Experimental lipid A-induced nephritis in the dog.

  • 1 March 1975
    • journal article
    • Vol. 12 (5), 337-45
Abstract
The effect of radioactive lipid A, obtained from Escherichia coli, on the kidney of adult dogs and puppies was investigated. Injection of lipid A into the temporarily occluded renal pelvis of adult dogs caused abacterial interstitial nephritis in all animals tested. The intensity and duration of the kidney response coorelated well with the lipid A dose administered. Lipid A was demonstrated autoradiographically in the renal cortex, extra- and intracellularly. Radioactivity was still present after 10 weeks in 16 of 20 examined dogs. In the remaining four dogs the interstitial nephritis had subsided.

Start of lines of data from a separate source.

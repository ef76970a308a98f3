//! ExPolygon type for polygons with holes.
//!
//! An `ExPolygon` is one connected region: an exterior contour plus interior
//! hole contours. `ExPolygons` is the set type used wherever the support
//! algorithm handles a forbidden or printable region; a region's reversed
//! inner ring is represented as a hole, so offsets and unions treat it as
//! "everything outside is part of the region".

use super::{BoundingBox, Point, Polygon};
use crate::CoordF;
use serde::{Deserialize, Serialize};
use std::fmt;

/// A polygon with holes (exterior contour + interior hole contours).
///
/// The contour should be counter-clockwise, holes clockwise.
#[derive(Clone, Default, PartialEq, Eq, Hash, Serialize, Deserialize)]
pub struct ExPolygon {
    /// The outer contour of the polygon.
    pub contour: Polygon,
    /// The holes (interior contours) of the polygon.
    pub holes: Vec<Polygon>,
}

/// A set of disjoint regions.
pub type ExPolygons = Vec<ExPolygon>;

impl ExPolygon {
    /// Create a new ExPolygon with only a contour and no holes.
    #[inline]
    pub fn new(contour: Polygon) -> Self {
        Self {
            contour,
            holes: Vec::new(),
        }
    }

    /// Create a new ExPolygon with a contour and holes.
    #[inline]
    pub fn with_holes(contour: Polygon, holes: Vec<Polygon>) -> Self {
        Self { contour, holes }
    }

    /// Check if the ExPolygon is empty (no contour points).
    #[inline]
    pub fn is_empty(&self) -> bool {
        self.contour.is_empty()
    }

    /// Calculate the area of the ExPolygon (contour area minus hole areas).
    pub fn area(&self) -> CoordF {
        let contour_area = self.contour.area();
        let holes_area: CoordF = self.holes.iter().map(|h| h.area()).sum();
        contour_area - holes_area
    }

    /// Get the bounding box of the ExPolygon (same as contour's bounding box).
    #[inline]
    pub fn bounding_box(&self) -> BoundingBox {
        self.contour.bounding_box()
    }

    /// Point-in-region test with an explicit border policy: inside the
    /// contour and not inside any hole. Both the contour border and the hole
    /// borders follow `border_counts_inside`.
    pub fn inside(&self, p: &Point, border_counts_inside: bool) -> bool {
        if !self.contour.inside(p, border_counts_inside) {
            return false;
        }
        for hole in &self.holes {
            if hole.is_point_on_boundary(p) {
                return border_counts_inside;
            }
            if hole.contains_point(p) {
                return false;
            }
        }
        true
    }

    /// Check if a point is strictly inside the region (border excluded).
    #[inline]
    pub fn contains_point(&self, p: &Point) -> bool {
        self.inside(p, false)
    }

    /// Translate the region by a vector.
    pub fn translate(&mut self, v: Point) {
        self.contour.translate(v);
        for hole in &mut self.holes {
            hole.translate(v);
        }
    }

    /// All rings of this region: the contour followed by the holes.
    pub fn all_polygons(&self) -> impl Iterator<Item = &Polygon> {
        std::iter::once(&self.contour).chain(self.holes.iter())
    }

    /// Mutable access to all rings of this region.
    pub fn all_polygons_mut(&mut self) -> impl Iterator<Item = &mut Polygon> {
        std::iter::once(&mut self.contour).chain(self.holes.iter_mut())
    }
}

impl From<Polygon> for ExPolygon {
    fn from(contour: Polygon) -> Self {
        Self::new(contour)
    }
}

impl fmt::Debug for ExPolygon {
    fn fmt(&self, f: &mut fmt::Formatter<'_>) -> fmt::Result {
        write!(
            f,
            "ExPolygon({} points, {} holes)",
            self.contour.len(),
            self.holes.len()
        )
    }
}

/// Point-in-set test over a region set with an explicit border policy.
pub fn contains(expolygons: &[ExPolygon], p: &Point, border_counts_inside: bool) -> bool {
    expolygons
        .iter()
        .any(|expoly| expoly.inside(p, border_counts_inside))
}

/// Total area of a region set.
pub fn total_area(expolygons: &[ExPolygon]) -> CoordF {
    expolygons.iter().map(|e| e.area()).sum()
}

/// Bounding box of a region set; undefined (inverted) when the set is empty.
pub fn bounding_box(expolygons: &[ExPolygon]) -> BoundingBox {
    let mut bounds = BoundingBox::new();
    for expoly in expolygons {
        bounds.merge(&expoly.bounding_box());
    }
    bounds
}

/// Remove regions whose area falls below `min_area` (scaled units squared).
pub fn remove_small(expolygons: ExPolygons, min_area: CoordF) -> ExPolygons {
    expolygons
        .into_iter()
        .filter(|e| e.area() > min_area)
        .collect()
}

/// Drop rings with fewer than 3 points; clipper output occasionally carries
/// degenerate slivers after aggressive erosion.
pub fn remove_degenerate(expolygons: ExPolygons) -> ExPolygons {
    expolygons
        .into_iter()
        .map(|mut e| {
            e.holes.retain(|h| h.len() >= 3);
            e
        })
        .filter(|e| e.contour.len() >= 3)
        .collect()
}

#[cfg(test)]
mod tests {
    use super::*;
    use crate::scale;

    fn make_square(center: Point, size_mm: f64) -> Polygon {
        let half = scale(size_mm / 2.0);
        Polygon::rectangle(
            Point::new(center.x - half, center.y - half),
            Point::new(center.x + half, center.y + half),
        )
    }

    fn ring_10_with_4_hole() -> ExPolygon {
        ExPolygon::with_holes(
            make_square(Point::zero(), 10.0),
            vec![make_square(Point::zero(), 4.0).reversed()],
        )
    }

    #[test]
    fn test_inside_with_hole() {
        let ring = ring_10_with_4_hole();

        assert!(!ring.contains_point(&Point::zero())); // In the hole.
        assert!(ring.contains_point(&Point::new(scale(4.0), 0))); // In the ring body.
        assert!(!ring.contains_point(&Point::new(scale(20.0), 0))); // Outside.
    }

    #[test]
    fn test_area_subtracts_holes() {
        let ring = ring_10_with_4_hole();
        let expected = (scale(10.0) as f64).powi(2) - (scale(4.0) as f64).powi(2);

        assert!((ring.area() - expected).abs() < 1.0);
    }

    #[test]
    fn test_set_contains() {
        let set = vec![
            ExPolygon::new(make_square(Point::zero(), 2.0)),
            ExPolygon::new(make_square(Point::new(scale(10.0), 0), 2.0)),
        ];

        assert!(contains(&set, &Point::new(scale(10.0), 0), false));
        assert!(!contains(&set, &Point::new(scale(5.0), 0), false));
    }

    #[test]
    fn test_remove_small() {
        let set = vec![
            ExPolygon::new(make_square(Point::zero(), 10.0)),
            ExPolygon::new(make_square(Point::new(scale(20.0), 0), 0.05)),
        ];

        let filtered = remove_small(set, (scale(1.0) as f64).powi(2));
        assert_eq!(filtered.len(), 1);
    }

    #[test]
    fn test_bounding_box_of_set() {
        let set = vec![
            ExPolygon::new(make_square(Point::zero(), 2.0)),
            ExPolygon::new(make_square(Point::new(scale(10.0), 0), 2.0)),
        ];

        let bounds = bounding_box(&set);
        assert_eq!(bounds.min.x, scale(-1.0));
        assert_eq!(bounds.max.x, scale(11.0));
    }
}
//! Hello-world demo service library.
//!
//! Exposes the router so integration tests can drive it without binding
//! a socket; the binary in `main.rs` is a thin wrapper around [`app`].

pub mod config;
pub mod routes;

use axum::{routing::get, Router};
use tower_http::cors::{Any, CorsLayer};
use tower_http::trace::TraceLayer;

use crate::routes::{greet, health};

/// Build the service router.
pub fn app() -> Router {
    Router::new()
        .route("/", get(greet))
        .route("/health", get(health))
        .layer(TraceLayer::new_for_http())
        .layer(
            CorsLayer::new()
                .allow_origin(Any)
                .allow_methods(Any)
                .allow_headers(Any),
        )
}
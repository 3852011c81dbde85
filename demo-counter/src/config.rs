//! Configuration for the visitor-counter service.
//!
//! All configuration is read from environment variables.

use std::env;
use std::path::PathBuf;

/// Default location of the counter file (a mounted volume in container runs)
pub const DEFAULT_COUNTER_FILE: &str = "/data/counter.txt";

/// Service configuration
#[derive(Debug, Clone)]
pub struct Config {
    /// HTTP server host
    pub host: String,

    /// HTTP server port
    pub port: u16,

    /// Counter file path
    pub counter_file: PathBuf,

    /// Instance name shown on the page, display only
    pub instance: String,

    /// Log level
    pub log_level: String,

    /// Enable JSON logging
    pub log_json: bool,
}

impl Config {
    /// Load configuration from environment variables
    pub fn from_env() -> Self {
        dotenvy::dotenv().ok();

        Self {
            host: env::var("HOST").unwrap_or_else(|_| "0.0.0.0".to_string()),
            port: env::var("PORT")
                .ok()
                .and_then(|p| p.parse().ok())
                .unwrap_or(3000),
            counter_file: env::var("COUNTER_FILE")
                .map(PathBuf::from)
                .unwrap_or_else(|_| PathBuf::from(DEFAULT_COUNTER_FILE)),
            instance: env::var("HOSTNAME").unwrap_or_else(|_| "unknown".to_string()),
            log_level: env::var("LOG_LEVEL").unwrap_or_else(|_| "info".to_string()),
            log_json: env::var("LOG_JSON")
                .map(|v| v == "true" || v == "1")
                .unwrap_or(false),
        }
    }

    /// Get the full server address
    pub fn server_addr(&self) -> String {
        format!("{}:{}", self.host, self.port)
    }
}

impl Default for Config {
    fn default() -> Self {
        Self::from_env()
    }
}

Thirteen of 14 puppies in which the immunologic defense mechanisms had not yet developed showed no histologic reaction in the kidney after the same procedure as in the adult dogs. Lipid A appeared in the renal parenchyma through the blood stream rather than through the retrograde route. Lipid A antibody titers could be detected only in adult dogs, never in puppies. Lipid A apparently provoked an immunologic process in the kidney damaged by the operative manipulations, thus resulting in an abacterial interstitial nephritis. The possibility that chronic abacterial pyelonephritis can be induced clinically through lipid A and thus may have a pathogenesis similar to abacterial interstitial nephritis is discussed.